The court order stated: “Regulator/Nepra is expected to afford an opportunity of a hearing to the petitioners and take such measures in accordance with the law as are necessary before the next date of hearing.”
Judge issues notice to Iesco, Nepra, housing society
‘Bahria Town distribution system’
According to the petition, Bahria Town – without a lawfully issued licence – began managing its own distribution system in 2002, receiving electricity from the national grid and distributing it to the residents.
In 2005, a resident filed a complaint against the housing society for the disconnection of the electricity supply to his house. Nepra conducted a hearing in 2006 and directed Iesco to provide electricity to the complainant as per its mandate under the Regulation of Generation, Transmission and Distribution of Electric Power Act, 1997. Iesco failed to comply with the said order and was even issued a show cause notice by Nepra, but the same has never been agitated by any of the respondents.
Meanwhile, Bahria Town applied for an electricity distribution licence in 2007. Iesco initially agreed to surrender a part of its territory, but later on, its board of directors refused. Nepra modified Iesco’s distribution licence in 2010, and, after due approval, the Bahria Town service area was excluded from the purview of Iesco’s licence.
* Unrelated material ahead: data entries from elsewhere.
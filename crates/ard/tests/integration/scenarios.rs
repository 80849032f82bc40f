//! Integration test: end-to-end scenarios
//!
//! Each test is one small story through the public API.

use ard::codec::{self, Format, json, xjson};
use ard::ops::merge;
use ard::{Map, StringMap, Value};
use pretty_assertions::assert_eq;

fn string_map<const N: usize>(entries: [(&str, Value); N]) -> Value {
    Value::StringMap(
        entries
            .into_iter()
            .map(|(k, v)| (k.to_owned(), v))
            .collect(),
    )
}

fn map<const N: usize>(entries: [(Value, Value); N]) -> Value {
    Value::Map(entries.into_iter().collect::<Map>())
}

#[test]
fn test_json_numbers_decode_as_floats() {
    let value = json::decode(br#"{"a": 1, "b": [1,2,3]}"#).unwrap();

    assert_eq!(
        value,
        string_map([
            ("a", Value::Float(1.0)),
            (
                "b",
                Value::List(vec![Value::Float(1.0), Value::Float(2.0), Value::Float(3.0)])
            ),
        ])
    );
}

#[test]
fn test_unsigned_integer_through_extended_json() {
    let encoded = xjson::encode(&Value::UnsignedInteger(120)).unwrap();
    assert_eq!(String::from_utf8(encoded.clone()).unwrap(), r#"{"$ard.uinteger":"120"}"#);

    assert_eq!(xjson::decode(&encoded).unwrap(), Value::UnsignedInteger(120));
}

#[test]
fn test_integer_keys_through_extended_json() {
    let original = map([
        (Value::Integer(1), Value::string("one")),
        (Value::Integer(2), Value::string("two")),
    ]);

    let packed = xjson::pack(&original);
    let Value::StringMap(wrapper) = &packed else {
        panic!("expected a string map, got {packed:?}");
    };
    assert_eq!(wrapper.keys().collect::<Vec<_>>(), ["$ard.map"]);
    assert_eq!(wrapper["$ard.map"].len(), Some(2));

    let text = xjson::encode(&original).unwrap();
    assert_eq!(xjson::decode(&text).unwrap(), original);
}

#[test]
fn test_merge_prefers_source_scalars() {
    let target = map([
        (Value::string("x"), Value::Integer(1)),
        (Value::string("y"), Value::Integer(2)),
    ]);
    let source = map([
        (Value::string("y"), Value::Integer(3)),
        (Value::string("z"), Value::Integer(4)),
    ]);

    assert_eq!(
        merge(target, &source, false),
        map([
            (Value::string("x"), Value::Integer(1)),
            (Value::string("y"), Value::Integer(3)),
            (Value::string("z"), Value::Integer(4)),
        ])
    );
}

#[test]
fn test_node_traversal() {
    let decoded = codec::decode(br#"{"first": {"property1": "Hello"}}"#, Format::Json, false).unwrap();
    let node = decoded.value.node();

    assert_eq!(node.get(["first", "property1"]).string().as_deref(), Some("Hello"));
    assert_eq!(node.get(["first", "missing"]).string(), None);
    assert_eq!(
        node.get(["first", "missing"]).nil_means_zero().string(),
        None,
        "a miss is not a null"
    );
}

#[test]
fn test_malformed_annotation_is_an_ordinary_map() {
    let mut annotated = StringMap::new();
    annotated.insert("$ard.integer".to_owned(), Value::string("not-a-number"));

    let unpacked = xjson::unpack(Value::StringMap(annotated), false);

    assert_eq!(
        unpacked,
        map([(Value::string("$ard.integer"), Value::string("not-a-number"))])
    );
}
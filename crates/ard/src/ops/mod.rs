//! Deep structural operations over value trees
//!
//! - [`copy`] family: fresh containers, optionally switching map variant
//! - [`valid_copy`] family: copies that reflect host values into pure ARD
//! - [`merge`]: target-biased deep merge
//! - [`normalize_maps`] / [`normalize_string_maps`]: whole-tree variant
//!   coercion with a change flag
//! - [`equals`]: structural equality (same as `==`)
mod copy;
mod merge;
mod normalize;

pub use crate::core::hash::equals;
pub use copy::{
    copy, copy_maps_to_string_maps, copy_string_maps_to_maps, valid_copy,
    valid_copy_maps_to_string_maps, valid_copy_string_maps_to_maps,
};
pub use merge::merge;
pub use normalize::{normalize_maps, normalize_string_maps};

pub(crate) use copy::stringify_keys;
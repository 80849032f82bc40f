//! Format codecs and the format-agnostic facade
//!
//! Each submodule reads and writes one wire format. The functions here pick
//! the codec by [`Format`], normalize decoded trees to [`Value::Map`] and
//! make sure nothing but pure ARD reaches an encoder.
//!
//! ```rust
//! use ard::codec::{self, EncodeOptions, Format};
//! use ard::{Reflector, Value};
//!
//! let decoded = codec::decode(b"name: ard\nsize: 3\n", Format::Yaml, false).unwrap();
//! assert_eq!(decoded.value.get_key("size"), Some(&Value::Integer(3)));
//!
//! let cbor = codec::encode(&decoded.value, Format::Cbor, &Reflector::default(), &EncodeOptions::default())
//!     .unwrap();
//! let back = codec::decode(&cbor, Format::Cbor, false).unwrap();
//! assert_eq!(back.value, decoded.value);
//! ```

pub mod cbor;
pub mod json;
pub mod msgpack;
#[cfg(feature = "template")]
mod template;
pub mod xjson;
pub mod xml;
pub mod yaml;

use std::fmt::{self, Display, Formatter};
use std::io::Read;
use std::str::FromStr;

use base64::Engine;
use base64::engine::general_purpose::STANDARD;
use serde::{Deserialize, Serialize};
use tracing::debug;

use crate::core::{PathElement, Value};
use crate::error::{ArdError, ArdResult};
use crate::ops::{normalize_maps, valid_copy};
use crate::reflect::Reflector;

#[cfg(feature = "template")]
pub use template::decode_template;

/// Deepest container nesting the decoders accept
pub const MAX_DEPTH: usize = 512;

// ============================================================================
// FORMAT
// ============================================================================

/// Supported wire formats
#[derive(Debug, Clone, Copy, PartialEq, Eq, Hash, Serialize, Deserialize)]
#[serde(rename_all = "lowercase")]
pub enum Format {
    /// YAML 1.2
    Yaml,
    /// Plain JSON (lossy for integers, bytes and complex keys)
    Json,
    /// JSON with `$ard.*` type annotations
    XJson,
    /// Typed XML elements
    Xml,
    /// CBOR (RFC 8949)
    Cbor,
    /// MessagePack
    MessagePack,
}

impl Format {
    /// Every supported format
    pub const ALL: [Self; 6] = [
        Self::Yaml,
        Self::Json,
        Self::XJson,
        Self::Xml,
        Self::Cbor,
        Self::MessagePack,
    ];

    /// Identifier used by [`Display`] and [`FromStr`]
    #[must_use]
    pub const fn name(self) -> &'static str {
        match self {
            Self::Yaml => "yaml",
            Self::Json => "json",
            Self::XJson => "xjson",
            Self::Xml => "xml",
            Self::Cbor => "cbor",
            Self::MessagePack => "messagepack",
        }
    }

    /// Is this a binary format? Binary formats travel as base64 in text
    #[inline]
    #[must_use]
    pub const fn is_binary(self) -> bool {
        matches!(self, Self::Cbor | Self::MessagePack)
    }

    /// Conventional file extension
    #[must_use]
    pub const fn extension(self) -> &'static str {
        match self {
            Self::Yaml => "yaml",
            Self::Json | Self::XJson => "json",
            Self::Xml => "xml",
            Self::Cbor => "cbor",
            Self::MessagePack => "msgpack",
        }
    }
}

impl Display for Format {
    fn fmt(&self, f: &mut Formatter<'_>) -> fmt::Result {
        f.write_str(self.name())
    }
}

impl FromStr for Format {
    type Err = ArdError;

    fn from_str(s: &str) -> Result<Self, Self::Err> {
        Self::ALL
            .into_iter()
            .find(|format| format.name() == s)
            .ok_or_else(|| ArdError::unsupported_format(s))
    }
}

// ============================================================================
// LOCATOR
// ============================================================================

/// 1-based position in a source document
#[derive(Debug, Clone, Copy, PartialEq, Eq, Hash)]
pub struct Location {
    /// Line, starting at 1
    pub line: usize,
    /// Column, starting at 1
    pub column: usize,
}

impl Display for Location {
    fn fmt(&self, f: &mut Formatter<'_>) -> fmt::Result {
        write!(f, "{}:{}", self.line, self.column)
    }
}

/// Maps a path in a decoded tree back to its source position
pub trait Locator: fmt::Debug + Send + Sync {
    /// Position of the value at `path`, or of the deepest node on the way
    fn locate(&self, path: &[PathElement]) -> Option<Location>;
}

// ============================================================================
// OPTIONS
// ============================================================================

/// Encoder options
///
/// Deserializable so applications can carry it in their own configuration.
#[derive(Debug, Clone, Default, PartialEq, Eq, Serialize, Deserialize)]
#[serde(default)]
pub struct EncodeOptions {
    /// Indentation width for pretty output (JSON, extended JSON, XML)
    pub indent: Option<usize>,
    /// Write explicit type tags (YAML)
    pub verbose: bool,
}

impl EncodeOptions {
    /// Options with pretty output
    #[must_use]
    pub fn indented(indent: usize) -> Self {
        Self {
            indent: Some(indent),
            ..Self::default()
        }
    }

    /// Enable explicit type tags
    #[must_use]
    pub fn verbose(mut self, verbose: bool) -> Self {
        self.verbose = verbose;
        self
    }
}

// ============================================================================
// FACADE
// ============================================================================

/// A decoded tree, optionally with the locator for its source
#[derive(Debug)]
pub struct Decoded {
    /// The decoded value, using [`Value::Map`] for every map
    pub value: Value,
    /// Source positions, when requested and supported by the format
    pub locator: Option<Box<dyn Locator>>,
}

/// Decode bytes of the given format
///
/// A locator is produced only for YAML, and only when `locate` is set.
///
/// # Errors
///
/// Returns [`ArdError::Decode`] when the input is not well-formed.
#[tracing::instrument(skip_all, fields(format = %format))]
pub fn decode(bytes: &[u8], format: Format, locate: bool) -> ArdResult<Decoded> {
    debug!(len = bytes.len(), locate, "decoding");

    let (value, locator) = match format {
        Format::Yaml if locate => {
            let (value, locator) = yaml::decode_with_locator(bytes)?;
            (value, Some(Box::new(locator) as Box<dyn Locator>))
        }
        Format::Yaml => (yaml::decode(bytes)?, None),
        Format::Json => (json::decode(bytes)?, None),
        Format::XJson => (xjson::decode(bytes)?, None),
        Format::Xml => (xml::decode(bytes)?, None),
        Format::Cbor => (cbor::decode(bytes)?, None),
        Format::MessagePack => (msgpack::decode(bytes)?, None),
    };

    let (value, _) = normalize_maps(value);
    Ok(Decoded { value, locator })
}

/// Decode text; binary formats are expected as a base64 envelope
///
/// # Errors
///
/// Returns [`ArdError::Decode`] when the input (or its envelope) is not
/// well-formed.
pub fn decode_text(text: &str, format: Format, locate: bool) -> ArdResult<Decoded> {
    if format.is_binary() {
        let bytes = STANDARD
            .decode(text.trim())
            .map_err(|e| ArdError::decode(format, format!("invalid base64: {e}")))?;
        decode(&bytes, format, locate)
    } else {
        decode(text.as_bytes(), format, locate)
    }
}

/// Read a whole stream and decode it
///
/// # Errors
///
/// Returns [`ArdError::Io`] when reading fails, otherwise as [`decode`].
pub fn read<R: Read>(mut reader: R, format: Format, locate: bool) -> ArdResult<Decoded> {
    let mut bytes = Vec::new();
    reader.read_to_end(&mut bytes)?;
    decode(&bytes, format, locate)
}

/// Encode a value in the given format
///
/// Host values are reflected first, so the encoder only ever sees pure ARD.
///
/// # Errors
///
/// Returns the reflector's error for host values that cannot be reflected,
/// or [`ArdError::Encode`] when the format cannot represent the value.
#[tracing::instrument(skip_all, fields(format = %format))]
pub fn encode(
    value: &Value,
    format: Format,
    reflector: &Reflector,
    options: &EncodeOptions,
) -> ArdResult<Vec<u8>> {
    let value = valid_copy(value, reflector)?;

    let bytes = match format {
        Format::Yaml => yaml::encode_with(&value, options)?.into_bytes(),
        Format::Json => json::encode_with(&value, options.indent)?,
        Format::XJson => xjson::encode_with(&value, options.indent)?,
        Format::Xml => xml::encode_with(&value, options.indent)?,
        Format::Cbor => cbor::encode(&value)?,
        Format::MessagePack => msgpack::encode(&value)?,
    };

    debug!(len = bytes.len(), "encoded");
    Ok(bytes)
}

/// Encode a value as text; binary formats are wrapped in base64
///
/// # Errors
///
/// Same as [`encode`].
pub fn encode_text(
    value: &Value,
    format: Format,
    reflector: &Reflector,
    options: &EncodeOptions,
) -> ArdResult<String> {
    let bytes = encode(value, format, reflector, options)?;
    if format.is_binary() {
        Ok(STANDARD.encode(bytes))
    } else {
        String::from_utf8(bytes).map_err(|e| ArdError::encode(format, e.to_string()))
    }
}

/// Encode and decode again
///
/// Shows exactly what a value looks like after a trip through the format.
///
/// # Errors
///
/// Same as [`encode`] and [`decode`].
pub fn roundtrip(value: &Value, format: Format, reflector: &Reflector) -> ArdResult<Value> {
    let bytes = encode(value, format, reflector, &EncodeOptions::default())?;
    Ok(decode(&bytes, format, false)?.value)
}

/// Check that bytes are well-formed without building a tree
///
/// # Errors
///
/// Returns [`ArdError::Decode`] describing the first problem found.
pub fn validate(bytes: &[u8], format: Format) -> ArdResult<()> {
    debug!(format = %format, len = bytes.len(), "validating");
    match format {
        Format::Yaml => yaml::validate(bytes),
        Format::Json | Format::XJson => json::validate(bytes),
        Format::Xml => xml::validate(bytes),
        Format::Cbor => cbor::validate(bytes),
        Format::MessagePack => msgpack::validate(bytes),
    }
}

/// Input as UTF-8 text
pub(crate) fn utf8(bytes: &[u8], format: Format) -> ArdResult<&str> {
    std::str::from_utf8(bytes).map_err(|e| ArdError::decode(format, format!("invalid UTF-8: {e}")))
}

#[cfg(test)]
mod tests {
    use pretty_assertions::assert_eq;
    use rstest::rstest;

    use super::*;
    use crate::core::{Map, StringMap};

    fn sample() -> Value {
        let mut inner = StringMap::new();
        inner.insert("enabled".to_owned(), Value::Boolean(true));
        inner.insert("ratio".to_owned(), Value::Float(0.25));

        let mut map = Map::new();
        map.insert(Value::string("name"), Value::string("ard"));
        map.insert(
            Value::string("list"),
            Value::List(vec![Value::string("a"), Value::Null]),
        );
        map.insert(Value::string("inner"), Value::StringMap(inner));
        Value::Map(map)
    }

    #[rstest]
    #[case("yaml", Format::Yaml)]
    #[case("json", Format::Json)]
    #[case("xjson", Format::XJson)]
    #[case("xml", Format::Xml)]
    #[case("cbor", Format::Cbor)]
    #[case("messagepack", Format::MessagePack)]
    fn test_format_names(#[case] name: &str, #[case] format: Format) {
        assert_eq!(name.parse::<Format>().unwrap(), format);
        assert_eq!(format.to_string(), name);
        assert_eq!(
            serde_json::to_string(&format).unwrap(),
            format!("\"{name}\"")
        );
    }

    #[test]
    fn test_unknown_format() {
        let error = "toml".parse::<Format>().unwrap_err();
        assert!(matches!(error, ArdError::UnsupportedFormat { .. }));
    }

    #[rstest]
    #[case(Format::Yaml)]
    #[case(Format::Json)]
    #[case(Format::XJson)]
    #[case(Format::Xml)]
    #[case(Format::Cbor)]
    #[case(Format::MessagePack)]
    fn test_roundtrip_normalizes_to_maps(#[case] format: Format) {
        let reflector = Reflector::default();
        let value = sample();

        let back = roundtrip(&value, format, &reflector).unwrap();
        let (expected, _) = normalize_maps(value);
        assert_eq!(back, expected, "format {format}");
    }

    #[rstest]
    #[case(Format::Cbor)]
    #[case(Format::MessagePack)]
    #[case(Format::Json)]
    fn test_text_envelope(#[case] format: Format) {
        let reflector = Reflector::default();
        let text = encode_text(&sample(), format, &reflector, &EncodeOptions::default()).unwrap();
        let decoded = decode_text(&text, format, false).unwrap();
        assert_eq!(decoded.value, normalize_maps(sample()).0);
    }

    #[test]
    fn test_locator_only_for_yaml() {
        let yaml = decode(b"a: 1\n", Format::Yaml, true).unwrap();
        assert!(yaml.locator.is_some());

        let json = decode(b"{\"a\": 1}", Format::Json, true).unwrap();
        assert!(json.locator.is_none());
    }

    #[test]
    fn test_encode_reflects_host_values() {
        let value = Value::List(vec![Value::host(vec!["x".to_owned()])]);
        let bytes = encode(
            &value,
            Format::Json,
            &Reflector::default(),
            &EncodeOptions::default(),
        )
        .unwrap();
        assert_eq!(bytes, br#"[["x"]]"#);
    }

    #[test]
    fn test_read_from_stream() {
        let decoded = read(&b"[1, 2]"[..], Format::Json, false).unwrap();
        assert_eq!(
            decoded.value,
            Value::List(vec![Value::Float(1.0), Value::Float(2.0)])
        );
    }

    #[rstest]
    #[case(Format::Yaml, &b"a: [1, 2"[..])]
    #[case(Format::Json, &b"{\"a\": }"[..])]
    #[case(Format::Xml, &b"<list><int>1</int>"[..])]
    #[case(Format::Cbor, &[0x82, 0x01][..])]
    #[case(Format::MessagePack, &[0x92, 0x01][..])]
    fn test_validate_rejects_malformed(#[case] format: Format, #[case] bytes: &[u8]) {
        let error = validate(bytes, format).unwrap_err();
        assert!(error.is_decode(), "{format}: {error}");
    }

    #[test]
    fn test_encode_options_from_config() {
        let options: EncodeOptions = serde_json::from_str(r#"{"indent": 2}"#).unwrap();
        assert_eq!(options, EncodeOptions::indented(2));
        assert!(!options.verbose);
    }
}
On Nov 24, 2010, Bahria Town was granted a 20-year distribution licence by Nepra under Section 21 of the said act, disregarding the exclusive territorial rights rightfully belonging to Iesco. “This blatant disregard for jurisdiction prompted Iesco to initiate several writ petitions in 2011 and 2012 before the Islamabad High Court aimed at revoking Bahria Town’s licence.”
In 2020, under mounting pressure and legal scrutiny, Bahria Town agreed to surrender its licence, and Nepra revoked it on October 16, 2020.
Despite the revocation of its licence, the housing society persisted in billing consumers and imposing unauthorised and unapproved additional charges, further exacerbating the financial burden on residents, claimed the petition.
After years of lengthy proceedings, on April 18, 2023, Nepra finally announced its decision regarding the distribution network of Bahria Town by Iesco and held that since the housing society did not possess a distribution licence, it had no right to continue billing consumers; instead, all billing should be shifted to Iesco forthwith.
However, the petition went on to state that the order of Nepra was yet to be complied with as Bahria Town was still charging the residents.
Last month, the petition said, Bahria Town once again imposed unapproved and excessive electricity tariffs that exceeded Iesco-approved rates by up to Rs15.66 per unit. Additionally, the society implemented unjust increases, such as a Rs4 per unit under TA Adjustment, leading to a net increase of Rs8 per unit, along with illegal miscellaneous service charges amounting to Rs3700. According to the petition, Bahria Town also imposed unauthorised adjustments on solar users, deducting 30pc of exported units without authorisation.